Say how many lines in the listing below contain the word "FnMut". Give the number alone.

Extracted data:
########

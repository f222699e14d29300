//! Kernel request bus - the real-time path's only door to blocking work
//!
//! The audio thread may not touch the filesystem or take locks, but users
//! still ask it to do things that need both (persist a loop, rewrite the
//! config). Those become [`KernelRequest`]s: small, fixed-size, `Copy`
//! records pushed over a lock-free ring to a shell thread that does the
//! blocking work and posts a completion back. The audio thread keeps a
//! pooled ledger entry per in-flight request so completions can be matched
//! up blocks later.
//!
//! Producer and consumer agree only on the request type and argument
//! layout; everything else about the shell side is opaque to the engine.

use std::path::PathBuf;
use std::sync::atomic::{AtomicBool, Ordering};
use std::sync::Arc;
use std::thread;
use std::time::Duration;

use anyhow::Context;
use serde::Serialize;

use crate::config::{save_config, LooperConfig};
use crate::pool::{Arena, ArenaStats, Handle, PoolReset};
use crate::trace::{TraceContext, TraceSender};
use crate::types::Frame;

/// In-flight requests the ring (and the ledger arena) can hold
pub const KERNEL_QUEUE_CAPACITY: usize = 64;

/// Inline capacity of one request argument
pub const ARG_CAPACITY: usize = 64;

/// A small fixed-capacity string that crosses the ring by value
///
/// No heap, `Copy`, truncating on overflow. Long enough for a file stem or
/// a loop label; full paths are resolved on the shell side.
#[derive(Clone, Copy)]
pub struct ArgStr {
    bytes: [u8; ARG_CAPACITY],
    len: u8,
}

impl ArgStr {
    pub const fn empty() -> Self {
        Self {
            bytes: [0; ARG_CAPACITY],
            len: 0,
        }
    }

    /// Copy from a string slice, truncating at a char boundary if needed
    pub fn from_str(s: &str) -> Self {
        let mut arg = Self::empty();
        let mut end = s.len().min(ARG_CAPACITY);
        while end > 0 && !s.is_char_boundary(end) {
            end -= 1;
        }
        arg.bytes[..end].copy_from_slice(&s.as_bytes()[..end]);
        arg.len = end as u8;
        arg
    }

    pub fn as_str(&self) -> &str {
        // Construction only ever copies in valid UTF-8 ending on a boundary
        std::str::from_utf8(&self.bytes[..self.len as usize]).unwrap_or("")
    }

    pub fn is_empty(&self) -> bool {
        self.len == 0
    }
}

impl Default for ArgStr {
    fn default() -> Self {
        Self::empty()
    }
}

impl std::fmt::Debug for ArgStr {
    fn fmt(&self, f: &mut std::fmt::Formatter<'_>) -> std::fmt::Result {
        f.write_str(self.as_str())
    }
}

impl PartialEq for ArgStr {
    fn eq(&self, other: &Self) -> bool {
        self.as_str() == other.as_str()
    }
}

/// What the shell thread is being asked to do
#[derive(Debug, Clone, Copy, PartialEq, Eq, Default)]
pub enum KernelRequestType {
    /// Ledger placeholder, never sent
    #[default]
    None,
    /// Persist the named loop's state (args: session name, loop label)
    SaveLoop,
    /// Rewrite the engine configuration file (arg: config path)
    SaveConfig,
    /// Surface a message to the user outside the trace stream
    Alert,
}

/// A deferred-action request crossing from the real-time path
#[derive(Debug, Clone, Copy, Default, PartialEq)]
pub struct KernelRequest {
    /// Matches the completion back to the ledger entry
    pub request_id: u64,
    pub request_type: KernelRequestType,
    pub args: [ArgStr; 3],
    /// Originating track, u8::MAX when engine-global
    pub track: u8,
}

/// The shell thread's answer
#[derive(Debug, Clone, Copy, PartialEq, Eq)]
pub struct KernelCompletion {
    pub request_id: u64,
    /// 0 = success; anything else is request-type specific
    pub return_code: i32,
}

/// Ledger entry for a request awaiting completion
#[derive(Debug, Clone, Copy, Default)]
pub struct KernelEvent {
    pub request: KernelRequest,
    /// Stream frame the request was issued at
    pub issued_frame: Frame,
}

impl PoolReset for KernelEvent {
    fn pool_reset(&mut self) {
        *self = Self::default();
    }
}

/// Real-time side of the bus
pub struct KernelClient {
    request_tx: rtrb::Producer<KernelRequest>,
    completion_rx: rtrb::Consumer<KernelCompletion>,
    /// In-flight ledger; entries released when the completion arrives
    pending: Arena<KernelEvent>,
    next_id: u64,
    trace: Option<TraceSender>,
}

/// Shell-thread side of the bus
pub struct KernelShell {
    request_rx: rtrb::Consumer<KernelRequest>,
    completion_tx: rtrb::Producer<KernelCompletion>,
}

/// Create a connected client/shell pair
pub fn kernel_channel(capacity: usize) -> (KernelClient, KernelShell) {
    let (request_tx, request_rx) = rtrb::RingBuffer::new(capacity);
    let (completion_tx, completion_rx) = rtrb::RingBuffer::new(capacity);
    (
        KernelClient {
            request_tx,
            completion_rx,
            pending: Arena::new("kernel", capacity),
            next_id: 1,
            trace: None,
        },
        KernelShell {
            request_rx,
            completion_tx,
        },
    )
}

impl KernelClient {
    pub fn set_trace(&mut self, trace: TraceSender) {
        self.pending.set_trace(trace.clone());
        self.trace = Some(trace);
    }

    /// Submit a request; returns its id, or `None` when the ring is full
    ///
    /// A full ring means the shell thread has fallen far behind; the
    /// request is dropped with a warning rather than blocking the block.
    pub fn submit(
        &mut self,
        request_type: KernelRequestType,
        args: [ArgStr; 3],
        track: Option<usize>,
        issued_frame: Frame,
    ) -> Option<u64> {
        let request = KernelRequest {
            request_id: self.next_id,
            request_type,
            args,
            track: track.map(|t| t as u8).unwrap_or(u8::MAX),
        };
        let handle = self.pending.alloc();
        if let Some(entry) = self.pending.get_mut(handle) {
            entry.request = request;
            entry.issued_frame = issued_frame;
        }
        match self.request_tx.push(request) {
            Ok(()) => {
                self.next_id += 1;
                Some(request.request_id)
            }
            Err(rtrb::PushError::Full(_)) => {
                self.pending.release(handle);
                if let Some(trace) = &self.trace {
                    trace.warn(
                        TraceContext::global(),
                        "kernel request ring full, request dropped",
                        request_type as i64,
                        0,
                    );
                }
                None
            }
        }
    }

    /// Drain completions posted by the shell, releasing their ledger entries
    ///
    /// Calls `on_complete` with the original request and its return code.
    pub fn drain_completions(&mut self, mut on_complete: impl FnMut(&KernelEvent, i32)) -> usize {
        let mut drained = 0;
        while let Ok(completion) = self.completion_rx.pop() {
            let entry = self
                .pending
                .iter()
                .find(|(_, e)| e.request.request_id == completion.request_id);
            match entry {
                Some((handle, event)) => {
                    let event = *event;
                    on_complete(&event, completion.return_code);
                    self.pending.release(handle);
                }
                None => {
                    if let Some(trace) = &self.trace {
                        trace.warn(
                            TraceContext::global(),
                            "completion for unknown kernel request",
                            completion.request_id as i64,
                            completion.return_code as i64,
                        );
                    }
                }
            }
            drained += 1;
        }
        drained
    }

    /// Requests still awaiting completion
    pub fn in_flight(&self) -> usize {
        self.pending.stats().in_use
    }

    /// Ledger arena counters
    pub fn stats(&self) -> ArenaStats {
        self.pending.stats()
    }
}

impl KernelShell {
    /// Pop one request if available
    pub fn pop(&mut self) -> Option<KernelRequest> {
        self.request_rx.pop().ok()
    }

    /// Post a completion; drops it if the RT side has stopped draining
    pub fn complete(&mut self, request_id: u64, return_code: i32) {
        let _ = self.completion_tx.push(KernelCompletion {
            request_id,
            return_code,
        });
    }
}

/// Record written by the default `SaveLoop` handler
#[derive(Debug, Serialize)]
struct SavedLoopNote<'a> {
    session: &'a str,
    label: &'a str,
    saved_at: String,
}

/// Handle one request with real filesystem work
///
/// This is the stock shell handler; embedders with their own persistence
/// substitute their own in [`spawn_shell_thread`]. `config` is the
/// snapshot `SaveConfig` writes out; the shell thread owns it, so runtime
/// per-track tweaks made through commands are not reflected.
pub fn default_handler(
    base_dir: &std::path::Path,
    config: &LooperConfig,
    request: &KernelRequest,
) -> anyhow::Result<i32> {
    match request.request_type {
        KernelRequestType::None => Ok(0),
        KernelRequestType::SaveLoop => {
            let session = request.args[0].as_str();
            let label = request.args[1].as_str();
            let note = SavedLoopNote {
                session,
                label,
                saved_at: chrono::Local::now().to_rfc3339(),
            };
            let mut path = PathBuf::from(base_dir);
            path.push(session);
            std::fs::create_dir_all(&path)
                .with_context(|| format!("creating session dir {}", path.display()))?;
            path.push(format!("{label}.yaml"));
            let yaml = serde_yaml::to_string(&note).context("serializing loop note")?;
            std::fs::write(&path, yaml)
                .with_context(|| format!("writing loop note {}", path.display()))?;
            Ok(0)
        }
        KernelRequestType::SaveConfig => {
            let name = request.args[0].as_str();
            let name = if name.is_empty() {
                crate::config::CONFIG_FILE_NAME
            } else {
                name
            };
            save_config(config, &base_dir.join(name))?;
            Ok(0)
        }
        KernelRequestType::Alert => {
            log::warn!("engine alert: {}", request.args[0].as_str());
            Ok(0)
        }
    }
}

/// Spawn the shell thread
///
/// Drains requests, runs `handler` for each, posts completions, and exits
/// when `shutdown` is set. Handler failures become a nonzero return code
/// plus a log entry; the thread itself never dies on one.
pub fn spawn_shell_thread(
    mut shell: KernelShell,
    shutdown: Arc<AtomicBool>,
    mut handler: impl FnMut(&KernelRequest) -> anyhow::Result<i32> + Send + 'static,
) -> std::io::Result<thread::JoinHandle<()>> {
    thread::Builder::new()
        .name("ostinato-kernel".to_string())
        .spawn(move || {
            log::info!("kernel shell thread started");
            while !shutdown.load(Ordering::Relaxed) {
                let mut idle = true;
                while let Some(request) = shell.pop() {
                    idle = false;
                    let code = match handler(&request) {
                        Ok(code) => code,
                        Err(err) => {
                            log::error!(
                                "kernel request {:?} failed: {err:#}",
                                request.request_type
                            );
                            -1
                        }
                    };
                    shell.complete(request.request_id, code);
                }
                if idle {
                    thread::sleep(Duration::from_millis(10));
                }
            }
            log::info!("kernel shell thread stopped");
        })
}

########

Answer for this exercise:
2